#### [PROBLEM TO SOLVE]
Which lines in the records below include the word "data"? Report each of them in full.

Extracted records
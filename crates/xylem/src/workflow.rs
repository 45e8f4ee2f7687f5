//! Workflow definitions: serializable module trees.
//!
//! A workflow names a root module and, recursively, its children:
//!
//! ```yaml
//! name: distances
//! root:
//!   module: source.file
//!   options: { path: table.csv }
//!   children:
//!     - module: analysis.minkowski-distance-matrix
//!       options: { order: 1 }
//!       children:
//!         - module: sink.stdout
//! ```
//!
//! Each child is wired to its parent through the first compatible port
//! pair unless `output`/`input` name the ports explicitly.

use crate::module::{Module, PROPERTY_NAME};
use crate::properties::{Properties, Value};
use crate::registry::{ModuleRegistry, RegistryError};
use crate::tree::{ModuleTree, NodeId, TreeError};
use indexmap::IndexMap;
use serde::{Deserialize, Serialize};

/// A workflow definition.
#[derive(Debug, Clone, Default, Serialize, Deserialize)]
pub struct Workflow {
    #[serde(default, skip_serializing_if = "Option::is_none")]
    pub name: Option<String>,

    #[serde(default, skip_serializing_if = "Option::is_none")]
    pub description: Option<String>,

    /// Bounded pipe capacity in chunks; unbounded if absent.
    #[serde(default, skip_serializing_if = "Option::is_none")]
    pub pipe_capacity: Option<usize>,

    #[serde(default, skip_serializing_if = "Option::is_none")]
    pub root: Option<Step>,
}

/// One module in the workflow tree.
#[derive(Debug, Clone, Serialize, Deserialize)]
pub struct Step {
    /// Registry id of the module type.
    pub module: String,

    /// Display name (sets the `name` property).
    #[serde(default, skip_serializing_if = "Option::is_none")]
    pub name: Option<String>,

    /// Parent output port to read from (defaults to the first compatible).
    #[serde(default, skip_serializing_if = "Option::is_none")]
    pub output: Option<String>,

    /// Own input port to bind (defaults to the first compatible).
    #[serde(default, skip_serializing_if = "Option::is_none")]
    pub input: Option<String>,

    /// Property values for this module.
    #[serde(default, skip_serializing_if = "IndexMap::is_empty")]
    pub options: IndexMap<String, Value>,

    #[serde(default, skip_serializing_if = "Vec::is_empty")]
    pub children: Vec<Step>,
}

impl Step {
    pub fn new(module: impl Into<String>) -> Self {
        Self {
            module: module.into(),
            name: None,
            output: None,
            input: None,
            options: IndexMap::new(),
            children: Vec::new(),
        }
    }

    /// Set the display name.
    pub fn name(mut self, name: impl Into<String>) -> Self {
        self.name = Some(name.into());
        self
    }

    /// Set a property value.
    pub fn option(mut self, key: impl Into<String>, value: impl Into<Value>) -> Self {
        self.options.insert(key.into(), value.into());
        self
    }

    /// Wire through explicit ports.
    pub fn via(mut self, output: impl Into<String>, input: impl Into<String>) -> Self {
        self.output = Some(output.into());
        self.input = Some(input.into());
        self
    }

    /// Add a child step.
    pub fn child(mut self, step: Step) -> Self {
        self.children.push(step);
        self
    }

    /// Options rendered as a configuration snapshot.
    pub fn properties(&self) -> Properties {
        let mut props: Properties = self
            .options
            .iter()
            .map(|(k, v)| (k.clone(), v.to_property_string()))
            .collect();
        if let Some(name) = &self.name {
            props.insert(PROPERTY_NAME.to_string(), name.clone());
        }
        props
    }

    /// Number of steps in this subtree.
    pub fn count(&self) -> usize {
        1 + self.children.iter().map(Step::count).sum::<usize>()
    }
}

impl Workflow {
    /// Create a new empty workflow.
    pub fn new() -> Self {
        Self::default()
    }

    /// Set the root step.
    pub fn root(mut self, step: Step) -> Self {
        self.root = Some(step);
        self
    }

    /// Use bounded pipes.
    pub fn pipe_capacity(mut self, capacity: usize) -> Self {
        self.pipe_capacity = Some(capacity);
        self
    }

    /// Check if this workflow has anything to run.
    pub fn is_complete(&self) -> bool {
        self.root.is_some()
    }

    /// Every step, depth first.
    pub fn steps(&self) -> Vec<&Step> {
        fn walk<'a>(step: &'a Step, out: &mut Vec<&'a Step>) {
            out.push(step);
            for child in &step.children {
                walk(child, out);
            }
        }
        let mut out = Vec::new();
        if let Some(root) = &self.root {
            walk(root, &mut out);
        }
        out
    }

    /// Instantiate every step through `registry` and wire the tree.
    ///
    /// Option keys are checked against each module's declared properties;
    /// values are validated when the tree runs.
    pub fn build(&self, registry: &ModuleRegistry) -> Result<ModuleTree, WorkflowError> {
        let root = self
            .root
            .as_ref()
            .ok_or_else(|| WorkflowError::Incomplete("workflow has no root module".into()))?;

        let mut tree = ModuleTree::new();
        tree.set_pipe_capacity(self.pipe_capacity);
        let module = instantiate(root, registry)?;
        let id = tree.start_new_module_tree(module);
        for child in &root.children {
            add_step(&mut tree, registry, child, id)?;
        }
        Ok(tree)
    }

    /// Parse workflow from bytes, auto-detecting format.
    pub fn from_bytes(data: &[u8], path: Option<&str>) -> Result<Self, WorkflowError> {
        let format = path.and_then(detect_format).unwrap_or("yaml");
        Self::from_bytes_format(data, format)
    }

    /// Parse workflow from bytes with explicit format.
    pub fn from_bytes_format(data: &[u8], format: &str) -> Result<Self, WorkflowError> {
        match format {
            "json" => serde_json::from_slice(data).map_err(|e| WorkflowError::Parse(e.to_string())),
            "yaml" | "yml" => {
                serde_yaml::from_slice(data).map_err(|e| WorkflowError::Parse(e.to_string()))
            }
            "toml" => {
                let s = std::str::from_utf8(data)
                    .map_err(|e| WorkflowError::Parse(format!("Invalid UTF-8: {}", e)))?;
                toml::from_str(s).map_err(|e| WorkflowError::Parse(e.to_string()))
            }
            _ => Err(WorkflowError::UnsupportedFormat(format.to_string())),
        }
    }

    /// Serialize workflow to bytes.
    pub fn to_bytes(&self, format: &str) -> Result<Vec<u8>, WorkflowError> {
        match format {
            "json" => {
                serde_json::to_vec_pretty(self).map_err(|e| WorkflowError::Serialize(e.to_string()))
            }
            "yaml" | "yml" => serde_yaml::to_string(self)
                .map(|s| s.into_bytes())
                .map_err(|e| WorkflowError::Serialize(e.to_string())),
            "toml" => toml::to_string_pretty(self)
                .map(|s| s.into_bytes())
                .map_err(|e| WorkflowError::Serialize(e.to_string())),
            _ => Err(WorkflowError::UnsupportedFormat(format.to_string())),
        }
    }
}

fn instantiate(step: &Step, registry: &ModuleRegistry) -> Result<Box<dyn Module>, WorkflowError> {
    let mut module = registry.create(&step.module, step.properties())?;
    if let Some(name) = &step.name {
        module.core_mut().set_name(name.clone());
    }
    if let Some(key) = step
        .options
        .keys()
        .find(|k| !module.core().properties().is_declared(k))
    {
        return Err(WorkflowError::UnknownOption {
            module: step.module.clone(),
            key: key.clone(),
        });
    }
    Ok(module)
}

fn add_step(
    tree: &mut ModuleTree,
    registry: &ModuleRegistry,
    step: &Step,
    parent: NodeId,
) -> Result<(), WorkflowError> {
    let module = instantiate(step, registry)?;
    let id = if step.output.is_none() && step.input.is_none() {
        tree.add_module(module, parent)?
    } else {
        let output = match &step.output {
            Some(port) => port.clone(),
            None => first_port(tree, parent)
                .ok_or_else(|| WorkflowError::Incomplete(format!("parent of '{}' has no output port", step.module)))?,
        };
        let input = match &step.input {
            Some(port) => port.clone(),
            None => module
                .core()
                .inputs()
                .next()
                .map(|p| p.id().to_string())
                .ok_or_else(|| WorkflowError::Incomplete(format!("'{}' has no input port", step.module)))?,
        };
        tree.add_module_via(module, parent, &output, &input)?
    };
    for child in &step.children {
        add_step(tree, registry, child, id)?;
    }
    Ok(())
}

fn first_port(tree: &ModuleTree, node: NodeId) -> Option<String> {
    let module = tree.module(node)?;
    module.core().outputs().next().map(|p| p.id().to_string())
}

/// Errors related to workflow parsing and building.
#[derive(Debug, thiserror::Error)]
pub enum WorkflowError {
    #[error("failed to parse workflow: {0}")]
    Parse(String),

    #[error("failed to serialize workflow: {0}")]
    Serialize(String),

    #[error("unsupported workflow format: {0}")]
    UnsupportedFormat(String),

    #[error("incomplete workflow: {0}")]
    Incomplete(String),

    #[error("module '{module}' has no property '{key}'")]
    UnknownOption { module: String, key: String },

    #[error(transparent)]
    Registry(#[from] RegistryError),

    #[error(transparent)]
    Tree(#[from] TreeError),
}

/// Detect workflow format from file path extension.
pub fn detect_format(path: &str) -> Option<&'static str> {
    let ext = path.rsplit('.').next()?;
    match ext.to_lowercase().as_str() {
        "json" => Some("json"),
        "yaml" | "yml" => Some("yaml"),
        "toml" => Some("toml"),
        _ => None,
    }
}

#### [TASK RESULT]
    pub fn from_bytes(data: &[u8], path: Option<&str>) -> Result<Self, WorkflowError> {
        Self::from_bytes_format(data, format)
    pub fn from_bytes_format(data: &[u8], format: &str) -> Result<Self, WorkflowError> {
            "json" => serde_json::from_slice(data).map_err(|e| WorkflowError::Parse(e.to_string())),
                serde_yaml::from_slice(data).map_err(|e| WorkflowError::Parse(e.to_string()))
                let s = std::str::from_utf8(data)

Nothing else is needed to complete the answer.